## What is expected
Retype the whole listing below precisely.
--*--
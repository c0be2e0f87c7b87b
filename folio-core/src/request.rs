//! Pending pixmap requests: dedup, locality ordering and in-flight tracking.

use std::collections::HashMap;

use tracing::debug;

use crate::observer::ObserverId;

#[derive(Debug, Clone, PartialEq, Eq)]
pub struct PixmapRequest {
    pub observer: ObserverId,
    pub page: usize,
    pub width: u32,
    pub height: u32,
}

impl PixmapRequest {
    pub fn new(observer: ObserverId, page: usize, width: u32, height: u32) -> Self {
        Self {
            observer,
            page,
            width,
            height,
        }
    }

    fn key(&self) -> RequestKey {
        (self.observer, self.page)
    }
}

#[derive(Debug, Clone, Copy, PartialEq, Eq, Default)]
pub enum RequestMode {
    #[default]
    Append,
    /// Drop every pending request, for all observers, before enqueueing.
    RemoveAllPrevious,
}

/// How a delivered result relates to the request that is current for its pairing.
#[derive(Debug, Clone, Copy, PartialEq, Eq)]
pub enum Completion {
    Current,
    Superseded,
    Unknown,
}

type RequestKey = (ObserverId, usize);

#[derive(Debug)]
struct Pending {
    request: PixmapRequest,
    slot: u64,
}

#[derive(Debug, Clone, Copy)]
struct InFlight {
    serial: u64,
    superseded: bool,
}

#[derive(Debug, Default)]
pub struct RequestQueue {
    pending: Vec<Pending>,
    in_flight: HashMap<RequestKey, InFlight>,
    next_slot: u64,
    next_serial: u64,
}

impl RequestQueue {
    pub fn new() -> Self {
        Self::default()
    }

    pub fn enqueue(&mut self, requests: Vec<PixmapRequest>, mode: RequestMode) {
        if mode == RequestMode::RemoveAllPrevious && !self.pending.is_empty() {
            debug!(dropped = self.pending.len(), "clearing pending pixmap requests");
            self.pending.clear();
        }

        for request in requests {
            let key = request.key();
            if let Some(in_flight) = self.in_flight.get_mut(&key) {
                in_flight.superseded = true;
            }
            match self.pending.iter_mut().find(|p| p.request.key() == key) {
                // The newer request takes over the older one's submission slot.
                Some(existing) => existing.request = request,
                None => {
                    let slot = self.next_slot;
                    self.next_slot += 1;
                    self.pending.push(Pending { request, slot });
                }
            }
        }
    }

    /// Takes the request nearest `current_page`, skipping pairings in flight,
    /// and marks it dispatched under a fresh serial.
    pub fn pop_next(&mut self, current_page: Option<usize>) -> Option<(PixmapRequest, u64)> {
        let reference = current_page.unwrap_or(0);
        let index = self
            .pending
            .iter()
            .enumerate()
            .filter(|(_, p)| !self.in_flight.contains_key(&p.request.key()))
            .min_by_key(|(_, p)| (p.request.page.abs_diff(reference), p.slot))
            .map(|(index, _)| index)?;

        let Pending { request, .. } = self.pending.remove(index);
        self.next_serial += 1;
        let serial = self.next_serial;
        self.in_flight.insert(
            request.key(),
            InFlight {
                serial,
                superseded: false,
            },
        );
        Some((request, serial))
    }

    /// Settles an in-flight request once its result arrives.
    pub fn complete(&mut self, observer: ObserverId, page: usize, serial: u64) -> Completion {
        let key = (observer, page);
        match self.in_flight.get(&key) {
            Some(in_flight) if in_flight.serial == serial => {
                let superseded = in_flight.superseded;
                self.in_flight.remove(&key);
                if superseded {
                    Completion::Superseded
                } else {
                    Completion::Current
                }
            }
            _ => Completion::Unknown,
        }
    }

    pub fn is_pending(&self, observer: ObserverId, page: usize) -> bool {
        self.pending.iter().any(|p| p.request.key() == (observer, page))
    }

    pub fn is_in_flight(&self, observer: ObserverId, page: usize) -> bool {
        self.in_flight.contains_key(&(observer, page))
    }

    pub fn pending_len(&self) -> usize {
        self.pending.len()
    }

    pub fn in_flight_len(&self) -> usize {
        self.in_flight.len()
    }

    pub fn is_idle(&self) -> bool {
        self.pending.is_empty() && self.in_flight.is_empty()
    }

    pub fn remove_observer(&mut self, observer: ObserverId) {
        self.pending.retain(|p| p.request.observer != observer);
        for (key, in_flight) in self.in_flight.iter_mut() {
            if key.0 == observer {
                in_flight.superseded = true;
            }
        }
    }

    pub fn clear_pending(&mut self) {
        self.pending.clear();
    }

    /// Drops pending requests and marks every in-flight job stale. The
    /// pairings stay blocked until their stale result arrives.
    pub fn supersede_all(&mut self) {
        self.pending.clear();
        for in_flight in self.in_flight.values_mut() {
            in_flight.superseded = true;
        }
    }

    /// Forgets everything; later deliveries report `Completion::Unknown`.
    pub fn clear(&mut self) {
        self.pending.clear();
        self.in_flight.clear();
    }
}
--*--
## Problem solution
repository c0be2e0f87c7b87b
filename folio-core/src/request.rs
//! Pending pixmap requests: dedup, locality ordering and in-flight tracking.

use std::collections::HashMap;

use tracing::debug;

use crate::observer::ObserverId;

#[derive(Debug, Clone, PartialEq, Eq)]
pub struct PixmapRequest {
    pub observer: ObserverId,
    pub page: usize,
    pub width: u32,
    pub height: u32,
}

impl PixmapRequest {
    pub fn new(observer: ObserverId, page: usize, width: u32, height: u32) -> Self {
        Self {
            observer,
            page,
            width,
            height,
        }
    }

    fn key(&self) -> RequestKey {
        (self.observer, self.page)
    }
}

#[derive(Debug, Clone, Copy, PartialEq, Eq, Default)]
pub enum RequestMode {
    #[default]
    Append,
    /// Drop every pending request, for all observers, before enqueueing.
    RemoveAllPrevious,
}

/// How a delivered result relates to the request that is current for its pairing.
#[derive(Debug, Clone, Copy, PartialEq, Eq)]
pub enum Completion {
    Current,
    Superseded,
    Unknown,
}

type RequestKey = (ObserverId, usize);

#[derive(Debug)]
struct Pending {
    request: PixmapRequest,
    slot: u64,
}

#[derive(Debug, Clone, Copy)]
struct InFlight {
    serial: u64,
    superseded: bool,
}

#[derive(Debug, Default)]
pub struct RequestQueue {
    pending: Vec<Pending>,
    in_flight: HashMap<RequestKey, InFlight>,
    next_slot: u64,
    next_serial: u64,
}

impl RequestQueue {
    pub fn new() -> Self {
        Self::default()
    }

    pub fn enqueue(&mut self, requests: Vec<PixmapRequest>, mode: RequestMode) {
        if mode == RequestMode::RemoveAllPrevious && !self.pending.is_empty() {
            debug!(dropped = self.pending.len(), "clearing pending pixmap requests");
            self.pending.clear();
        }

        for request in requests {
            let key = request.key();
            if let Some(in_flight) = self.in_flight.get_mut(&key) {
                in_flight.superseded = true;
            }
            match self.pending.iter_mut().find(|p| p.request.key() == key) {
                // The newer request takes over the older one's submission slot.
                Some(existing) => existing.request = request,
                None => {
                    let slot = self.next_slot;
                    self.next_slot += 1;
                    self.pending.push(Pending { request, slot });
                }
            }
        }
    }

    /// Takes the request nearest `current_page`, skipping pairings in flight,
    /// and marks it dispatched under a fresh serial.
    pub fn pop_next(&mut self, current_page: Option<usize>) -> Option<(PixmapRequest, u64)> {
        let reference = current_page.unwrap_or(0);
        let index = self
            .pending
            .iter()
            .enumerate()
            .filter(|(_, p)| !self.in_flight.contains_key(&p.request.key()))
            .min_by_key(|(_, p)| (p.request.page.abs_diff(reference), p.slot))
            .map(|(index, _)| index)?;

        let Pending { request, .. } = self.pending.remove(index);
        self.next_serial += 1;
        let serial = self.next_serial;
        self.in_flight.insert(
            request.key(),
            InFlight {
                serial,
                superseded: false,
            },
        );
        Some((request, serial))
    }

    /// Settles an in-flight request once its result arrives.
    pub fn complete(&mut self, observer: ObserverId, page: usize, serial: u64) -> Completion {
        let key = (observer, page);
        match self.in_flight.get(&key) {
            Some(in_flight) if in_flight.serial == serial => {
                let superseded = in_flight.superseded;
                self.in_flight.remove(&key);
                if superseded {
                    Completion::Superseded
                } else {
                    Completion::Current
                }
            }
            _ => Completion::Unknown,
        }
    }

    pub fn is_pending(&self, observer: ObserverId, page: usize) -> bool {
        self.pending.iter().any(|p| p.request.key() == (observer, page))
    }

    pub fn is_in_flight(&self, observer: ObserverId, page: usize) -> bool {
        self.in_flight.contains_key(&(observer, page))
    }

    pub fn pending_len(&self) -> usize {
        self.pending.len()
    }

    pub fn in_flight_len(&self) -> usize {
        self.in_flight.len()
    }

    pub fn is_idle(&self) -> bool {
        self.pending.is_empty() && self.in_flight.is_empty()
    }

    pub fn remove_observer(&mut self, observer: ObserverId) {
        self.pending.retain(|p| p.request.observer != observer);
        for (key, in_flight) in self.in_flight.iter_mut() {
            if key.0 == observer {
                in_flight.superseded = true;
            }
        }
    }

    pub fn clear_pending(&mut self) {
        self.pending.clear();
    }

    /// Drops pending requests and marks every in-flight job stale. The
    /// pairings stay blocked until their stale result arrives.
    pub fn supersede_all(&mut self) {
        self.pending.clear();
        for in_flight in self.in_flight.values_mut() {
            in_flight.superseded = true;
        }
    }

    /// Forgets everything; later deliveries report `Completion::Unknown`.
    pub fn clear(&mut self) {
        self.pending.clear();
        self.in_flight.clear();
    }
}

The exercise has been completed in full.